● **Exercise**
Among the entries below, find how many lines carry the word "process" and state only that figure.

● **Material for this exercise**
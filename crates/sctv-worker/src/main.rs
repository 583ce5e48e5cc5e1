//! Stream detection worker binary.

use std::fs::OpenOptions;
use std::sync::{Arc, Mutex};
use std::time::Duration;

use tracing::{error, info, warn};
use tracing_subscriber::{fmt, prelude::*, EnvFilter};

use sctv_media::FfmpegSourceFactory;
use sctv_ml_client::HttpDetector;
use sctv_registry::RegistryClient;
use sctv_worker::{
    metrics, EventDispatcher, EventSink, FanoutSink, LogSink, StreamOrchestrator, WebhookSink,
    WorkerConfig, WorkerContext, WorkerResult,
};

/// Upper bound on draining queued events at exit.
const EVENT_DRAIN_TIMEOUT: Duration = Duration::from_secs(5);

#[tokio::main]
async fn main() {
    // Install rustls crypto provider (required for TLS/HTTPS)
    let _ = rustls::crypto::ring::default_provider().install_default();

    // Load environment variables
    dotenvy::dotenv().ok();

    let config = WorkerConfig::from_env();
    init_tracing(&config);

    info!("Starting sctv-worker");
    info!("Worker config: {:?}", config);

    if let Err(e) = config.validate() {
        error!("Invalid configuration: {}", e);
        std::process::exit(1);
    }

    if let Some(addr) = config.metrics_addr {
        match metrics::init_metrics(addr) {
            Ok(()) => info!("Prometheus metrics listening on {}", addr),
            Err(e) => warn!("Metrics disabled: {}", e),
        }
    }

    let components = match Components::build(&config) {
        Ok(c) => c,
        Err(e) => {
            error!("Failed to initialise worker: {}", e);
            std::process::exit(1);
        }
    };

    let (events, dispatcher_task) =
        EventDispatcher::spawn(components.sink, config.event_queue_capacity);

    let ctx = WorkerContext::new(config, components.sources, components.detector, events);
    let orchestrator = Arc::new(StreamOrchestrator::new(components.registry, ctx));

    let runner = {
        let orchestrator = Arc::clone(&orchestrator);
        tokio::spawn(async move { orchestrator.run().await })
    };

    wait_for_signal().await;
    info!("Received shutdown signal");

    orchestrator.shutdown().await;
    runner.await.ok();

    // Dropping the last dispatcher closes the queue
    drop(orchestrator);
    if tokio::time::timeout(EVENT_DRAIN_TIMEOUT, dispatcher_task)
        .await
        .is_err()
    {
        warn!("Timed out draining pending events");
    }

    info!("Worker stopped");
}

/// External collaborators built from configuration.
struct Components {
    sources: Arc<FfmpegSourceFactory>,
    detector: Arc<HttpDetector>,
    registry: Arc<RegistryClient>,
    sink: FanoutSink,
}

impl Components {
    fn build(config: &WorkerConfig) -> WorkerResult<Self> {
        let sources = Arc::new(FfmpegSourceFactory::new(config.source_config())?);
        let detector = Arc::new(HttpDetector::new(config.ml_client_config())?);
        let registry = Arc::new(RegistryClient::new(config.registry_config())?);

        let mut sinks: Vec<Box<dyn EventSink>> = vec![Box::new(LogSink)];
        if let Some(url) = &config.event_webhook_url {
            sinks.push(Box::new(WebhookSink::new(
                url.clone(),
                config.event_webhook_timeout,
            )?));
            info!("Forwarding events to {}", url);
        }

        Ok(Self {
            sources,
            detector,
            registry,
            sink: FanoutSink::new(sinks),
        })
    }
}

fn init_tracing(config: &WorkerConfig) {
    let env_filter = EnvFilter::try_from_default_env()
        .unwrap_or_else(|_| EnvFilter::new(&config.log_level))
        .add_directive("hyper=warn".parse().unwrap())
        .add_directive("reqwest=warn".parse().unwrap());

    let file_layer = config.log_file.as_deref().and_then(|path| {
        match OpenOptions::new().create(true).append(true).open(path) {
            Ok(file) => Some(build_file_layer(file)),
            Err(e) => {
                eprintln!("Cannot open log file {}: {}", path, e);
                None
            }
        }
    });

    if config.log_json {
        tracing_subscriber::registry()
            .with(file_layer)
            .with(fmt::layer().json())
            .with(env_filter)
            .init();
    } else {
        tracing_subscriber::registry()
            .with(file_layer)
            .with(
                fmt::layer()
                    .with_ansi(true)
                    .with_target(true)
                    .with_thread_ids(false)
                    .with_file(false)
                    .with_line_number(false),
            )
            .with(env_filter)
            .init();
    }
}

fn build_file_layer<S>(file: std::fs::File) -> impl tracing_subscriber::Layer<S>
where
    S: tracing::Subscriber + for<'a> tracing_subscriber::registry::LookupSpan<'a>,
{
    fmt::layer()
        .with_ansi(false)
        .with_target(true)
        .with_writer(Mutex::new(file))
}

async fn wait_for_signal() {
    #[cfg(unix)]
    {
        use tokio::signal::unix::{signal, SignalKind};

        match signal(SignalKind::terminate()) {
            Ok(mut sigterm) => {
                tokio::select! {
                    _ = tokio::signal::ctrl_c() => {}
                    _ = sigterm.recv() => {}
                }
            }
            Err(e) => {
                warn!("Cannot listen for SIGTERM: {}", e);
                tokio::signal::ctrl_c().await.ok();
            }
        }
    }

    #[cfg(not(unix))]
    {
        tokio::signal::ctrl_c().await.ok();
    }
}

● **Reply**
2